Past as Prologue: 2006 Cycle Bears Similarities to 1994
The year 1994 was a watershed for Congress. It is when Republicans took back the House after 40 years of Democratic majorities. As chairman of the Democratic Congressional Campaign Committee during the early 1990s, I had a bird’s-eye view of that fateful election campaign.
Many people remember 1994 as the year of the Republicans’ “Contract with America,” but it was put out only weeks before the election. Putting aside the populist message of the Contract and the continuing differences between the parties on social issues, there were three substantive concerns affecting that particular campaign, all of which contributed to creating a “perfect storm” and eventual shift in power:
• The House failed to even bring to the floor a viable plan to provide basic health care to all Americans — despite a high-profile campaign by the Clinton administration. While certain Republicans and advertising hired-guns created a great deal of misinformation about a new bureaucracy that would be impossible to control or afford, the Democratic base was offended because its own party couldn’t facilitate Clinton’s most important initiative.
• Congress produced an essential deficit reduction plan that contained no broad-based tax increases, except, notably, a 4.3 cents-per-gallon gas tax. While the plan went a long way toward reducing the deficit and balancing the budget, we Democrats allowed Republicans to use the tax increase effectively against us during the ’94 campaign. Ironically, while Republicans used this gas tax to their advantage, they have yet to repeal the tax and recently enjoyed earmarking hundreds of highway projects with the proceeds. Since the economic boom of the later 1990s (an outgrowth of Democratic deficit reduction efforts) had yet to occur, the old adage “in politics, no good deed goes unpunished” prevailed.
• Finally, there was the proposed crime bill, which, among other things, banned automatic assault weapons. The National Rifle Association ferociously opposed this and made an effective case to voters in rural districts against Democrats who voted to allow the issue to even come to the floor. Many moderate/conservative Democrats were never able to recover from the increasingly negative response they received from Second Amendment supporters. Once again, the generally positive effect of the broader crime bill was yet to be felt.
In addition, events surrounding the House Bank and Post Office did little to help the Democrats avoid the charge of “corruption.” Republicans were able to connect with the Perot voters who were still searching for a reform movement after their candidate’s loss in the 1992 election. And, at the same time, Republicans, under the leadership of then-Rep. Bill Paxon (N.Y.), raised a record amount of funds in the 1994 campaign cycle to help challengers in many suddenly competitive races.
But what is past may also be prologue. There are strong similarities between 1994 and 2006: A general economic malaise surrounding soaring gas prices and lagging wages and a real estate bubble thought to be on the verge of bursting have brought about presidential approval ratings that are lower than those of the Clinton White House in 1994. In addition, in much the same way the proposed crime bill exposed Democrats in 1994, the Terri Schiavo case and stem-cell research are two issues that illustrate how out of touch the current Congressional majority is with most Americans. And Americans are again seeing stories of investigations regarding the ethics of those who control the power in Washington.
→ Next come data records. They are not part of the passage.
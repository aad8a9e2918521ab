//! CPM scheduler: critical path calculation using forward and backward passes.

use std::collections::HashMap;

use crate::config::ScheduleConfig;
use crate::error::SchedulingError;
use crate::graph::ActivityGraph;
use crate::interner::ActivityId;
use crate::models::{Activity, ProjectSchedule, ScheduleResult};
use crate::log_phase;
use crate::logging::Phase;

const OUT_OF_RANGE: &str = "schedule exceeds representable range";

/// Early and late times for every activity, indexed by handle.
struct PassTimes {
    early_start: Vec<i64>,
    early_finish: Vec<i64>,
    late_start: Vec<i64>,
    late_finish: Vec<i64>,
}

impl PassTimes {
    fn total_float(&self, id: ActivityId) -> i64 {
        self.late_start[id as usize] - self.early_start[id as usize]
    }
}

/// Compute the CPM schedule for an activity set with default configuration.
///
/// See [`schedule_with_config`].
pub fn schedule(activities: &[Activity]) -> Result<ProjectSchedule, SchedulingError> {
    schedule_with_config(activities, &ScheduleConfig::default())
}

/// Compute the CPM schedule for an activity set.
///
/// This:
/// 1. Validates the set and derives a deterministic topological order
/// 2. Runs the forward pass (ES/EF) in that order
/// 3. Runs the backward pass (LS/LF) in reverse order
/// 4. Derives total float, free float and criticality
/// 5. Traces one critical chain, breaking ties by smallest id
///
/// # Returns
/// * `Ok(ProjectSchedule)`; an empty set yields an empty schedule of duration 0
/// * `Err(SchedulingError)` if any activity is invalid, references an unknown
///   predecessor, or the dependencies form a cycle. No partial result is produced.
pub fn schedule_with_config(
    activities: &[Activity],
    config: &ScheduleConfig,
) -> Result<ProjectSchedule, SchedulingError> {
    let verbosity = config.verbosity;

    let graph = ActivityGraph::build(activities)
        .inspect_err(|e| log_phase!(verbosity, Phase::Validate, "rejected: {}", e))?;
    let order = graph
        .topological_order()
        .inspect_err(|e| log_phase!(verbosity, Phase::Validate, "rejected: {}", e))?;

    log_phase!(
        verbosity,
        Phase::Validate,
        "graph ok: {} activities, {} sources, {} sinks",
        graph.len(),
        order.iter().filter(|&&id| graph.is_source(id)).count(),
        order.iter().filter(|&&id| graph.is_sink(id)).count()
    );

    let (early_start, early_finish) = forward_pass(&graph, &order, verbosity)
        .inspect_err(|e| log_phase!(verbosity, Phase::Validate, "rejected: {}", e))?;
    let (project_duration, late_start, late_finish) =
        backward_pass(&graph, &order, &early_finish, verbosity)
            .inspect_err(|e| log_phase!(verbosity, Phase::Validate, "rejected: {}", e))?;

    let times = PassTimes {
        early_start,
        early_finish,
        late_start,
        late_finish,
    };

    let critical_path: Vec<String> = trace_critical_path(&graph, &times)
        .into_iter()
        .map(|id| graph.index.resolve(id).to_string())
        .collect();
    log_phase!(verbosity, Phase::Trace, "[{}]", critical_path.join(" -> "));

    let mut results: HashMap<String, ScheduleResult> = HashMap::with_capacity(graph.len());
    for &id in &order {
        let result = build_result(&graph, &times, project_duration, id);
        log_phase!(
            verbosity,
            Phase::Float,
            "{}: TF={} FF={} critical={}",
            result.id,
            result.total_float,
            result.free_float,
            result.is_critical
        );
        results.insert(result.id.clone(), result);
    }

    log_phase!(
        verbosity,
        Phase::Summary,
        "project duration {} days, critical path [{}]",
        project_duration,
        critical_path.join(" -> ")
    );

    Ok(ProjectSchedule {
        activities: results,
        project_duration,
        critical_path,
        topological_order: order
            .iter()
            .map(|&id| graph.index.resolve(id).to_string())
            .collect(),
    })
}

/// ES = max(EF of predecessors), 0 for sources; EF = ES + duration.
///
/// Fails with `InvalidActivity` for the first activity whose finish does not fit
/// in an `i64`.
fn forward_pass(
    graph: &ActivityGraph,
    order: &[ActivityId],
    verbosity: u8,
) -> Result<(Vec<i64>, Vec<i64>), SchedulingError> {
    let n = graph.len();
    let mut early_start = vec![0i64; n];
    let mut early_finish = vec![0i64; n];

    for &id in order {
        let idx = id as usize;
        let start = graph.predecessors[idx]
            .iter()
            .map(|&pred| early_finish[pred as usize])
            .max()
            .unwrap_or(0);
        let activity = graph.activity(id);
        let finish = start
            .checked_add(activity.duration())
            .ok_or_else(|| SchedulingError::invalid(activity.id(), OUT_OF_RANGE))?;
        early_start[idx] = start;
        early_finish[idx] = finish;
        log_phase!(verbosity, Phase::Forward, "{}: ES={} EF={}", activity.id(), start, finish);
    }

    Ok((early_start, early_finish))
}

/// LF = project duration for sinks, else min(LS of successors); LS = LF - duration.
///
/// Returns the project duration alongside the late times.
fn backward_pass(
    graph: &ActivityGraph,
    order: &[ActivityId],
    early_finish: &[i64],
    verbosity: u8,
) -> Result<(i64, Vec<i64>, Vec<i64>), SchedulingError> {
    let n = graph.len();

    // The overall max EF is always reached at a sink
    let project_duration = order
        .iter()
        .filter(|&&id| graph.is_sink(id))
        .map(|&id| early_finish[id as usize])
        .max()
        .unwrap_or(0);

    let mut late_start = vec![0i64; n];
    let mut late_finish = vec![0i64; n];

    for &id in order.iter().rev() {
        let idx = id as usize;
        let finish = graph.successors[idx]
            .iter()
            .map(|&succ| late_start[succ as usize])
            .min()
            .unwrap_or(project_duration);
        let activity = graph.activity(id);
        let start = finish
            .checked_sub(activity.duration())
            .ok_or_else(|| SchedulingError::invalid(activity.id(), OUT_OF_RANGE))?;
        late_finish[idx] = finish;
        late_start[idx] = start;
        log_phase!(verbosity, Phase::Backward, "{}: LS={} LF={}", activity.id(), start, finish);
    }

    Ok((project_duration, late_start, late_finish))
}

/// Free float: room before the earliest successor start (or the project end).
fn free_float(
    graph: &ActivityGraph,
    times: &PassTimes,
    project_duration: i64,
    id: ActivityId,
) -> i64 {
    let idx = id as usize;
    let next_start = graph.successors[idx]
        .iter()
        .map(|&succ| times.early_start[succ as usize])
        .min()
        .unwrap_or(project_duration);
    next_start - times.early_finish[idx]
}

fn build_result(
    graph: &ActivityGraph,
    times: &PassTimes,
    project_duration: i64,
    id: ActivityId,
) -> ScheduleResult {
    let idx = id as usize;
    let activity = graph.activity(id);
    let total_float = times.total_float(id);

    ScheduleResult {
        id: activity.id().to_string(),
        name: activity.name().to_string(),
        duration: activity.duration(),
        early_start: times.early_start[idx],
        early_finish: times.early_finish[idx],
        late_start: times.late_start[idx],
        late_finish: times.late_finish[idx],
        total_float,
        free_float: free_float(graph, times, project_duration, id),
        is_critical: total_float == 0,
    }
}

/// Trace one zero-float chain from a source to a sink.
///
/// Starts at the critical sink with the smallest id and walks predecessors whose
/// EF equals the current ES, again preferring the smallest id. Handle order is id
/// order, so "smallest handle" is "smallest id".
fn trace_critical_path(graph: &ActivityGraph, times: &PassTimes) -> Vec<ActivityId> {
    let sink = (0..graph.len() as ActivityId)
        .find(|&id| graph.is_sink(id) && times.total_float(id) == 0);

    let Some(mut current) = sink else {
        return Vec::new();
    };

    let mut path = vec![current];
    while !graph.is_source(current) {
        let start = times.early_start[current as usize];
        let next = graph.predecessors[current as usize]
            .iter()
            .copied()
            .filter(|&pred| {
                times.total_float(pred) == 0 && times.early_finish[pred as usize] == start
            })
            .min();

        match next {
            Some(pred) => {
                path.push(pred);
                current = pred;
            }
            // A critical non-source always has a driving critical predecessor
            None => break,
        }
    }

    path.reverse();
    path
}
House Democrats are looking to gain electoral advantage from the highly negative political environment the majority is confronting. In order to take advantage of opportunities, Democratic Members must make sure the DCCC is well funded so that it can have a real impact in races where it will matter. The successful Republican effort in 1994 demonstrates how important this can be.
Equally important is finding common ground on the issues and message that will impact swing voters in marginal districts held by Republicans. The party has to speak to concerns that have broad appeal in ways that reassure potential supporters that Democrats share their values on matters of importance to all Americans.
Democratic candidates have to make the case that Republicans, entering the historically difficult second midterm election of a two-term president, have lost their way. If the average American voter finds the majority out of touch with his or her most pressing concerns — the growing cost of health care, the lack of progress in educating our kids, and the increasingly threatened pension and Social Security systems — that person will vote for the Democratic alternatives.
Polls show that many Americans believe the conduct of the war in Iraq has been mismanaged and there is no positive outcome in sight. For many voters, the administration’s discussion of Social Security reform has been a disastrous blind alley that has weakened public confidence in Republicans on other domestic issues. And, as was the case in 1994, Congressional ethics are likely to be the subject of only greater media focus throughout the coming year. Democrats have an opportunity to go on the offensive and take over the role as the party of reform, if they are willing to take the approach used against them in 1994.
For the past 12 years, despite several close calls, Congressional Democrats have remained in the wilderness, but now they have a great opportunity to emerge. With lawmakers’ re-elect numbers in the low to mid 40s, it is reminiscent of the 1994 cycle. Despite an incumbent-driven round of redistricting and the highly successful Republican money machinery, a Democratic majority is within reach. It’s up to the Democrats to seize the moment.
Former Rep. Victor H. Fazio (D-Calif.) is a senior adviser at Akin Gump Strauss Hauer & Feld.